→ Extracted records

□ □ □ □ □ □ □

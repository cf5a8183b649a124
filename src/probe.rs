//! Starting-index hashing for page and sub-bitmap scans.

use core::cell::Cell;

thread_local! {
    static SEED: Cell<u32> = const { Cell::new(0) };
}

/// MurmurHash3 32-bit finalizer.
fn mix32(mut h: u32) -> u32 {
    h ^= h >> 16;
    h = h.wrapping_mul(0x85eb_ca6b);
    h ^= h >> 13;
    h = h.wrapping_mul(0xc2b2_ae35);
    h ^= h >> 16;
    h
}

/// Hashes the current stack position with a per-thread counter.
///
/// The counter advances on every call and the finalizer is a bijection, so
/// repeated probes from one thread never collapse onto the same index, and
/// distinct threads start from well-separated positions.
pub(crate) fn next() -> u32 {
    let anchor = 0u8;
    let addr = &anchor as *const u8 as usize as u64;
    let salt = SEED.with(|seed| {
        let cur = seed.get();
        seed.set(cur.wrapping_add(1));
        cur
    });
    mix32((addr ^ (addr >> 32)) as u32 ^ salt)
}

□ □ □ □ □ □ □

→ PROBLEM TO WORK ON
Print every record above exactly as it was given.

→ ANSWER
repository cf5a8183b649a124
filename src/probe.rs
//! Starting-index hashing for page and sub-bitmap scans.

use core::cell::Cell;

thread_local! {
    static SEED: Cell<u32> = const { Cell::new(0) };
}

/// MurmurHash3 32-bit finalizer.
fn mix32(mut h: u32) -> u32 {
    h ^= h >> 16;
    h = h.wrapping_mul(0x85eb_ca6b);
    h ^= h >> 13;
    h = h.wrapping_mul(0xc2b2_ae35);
    h ^= h >> 16;
    h
}

/// Hashes the current stack position with a per-thread counter.
///
/// The counter advances on every call and the finalizer is a bijection, so
/// repeated probes from one thread never collapse onto the same index, and
/// distinct threads start from well-separated positions.
pub(crate) fn next() -> u32 {
    let anchor = 0u8;
    let addr = &anchor as *const u8 as usize as u64;
    let salt = SEED.with(|seed| {
        let cur = seed.get();
        seed.set(cur.wrapping_add(1));
        cur
    });
    mix32((addr ^ (addr >> 32)) as u32 ^ salt)
}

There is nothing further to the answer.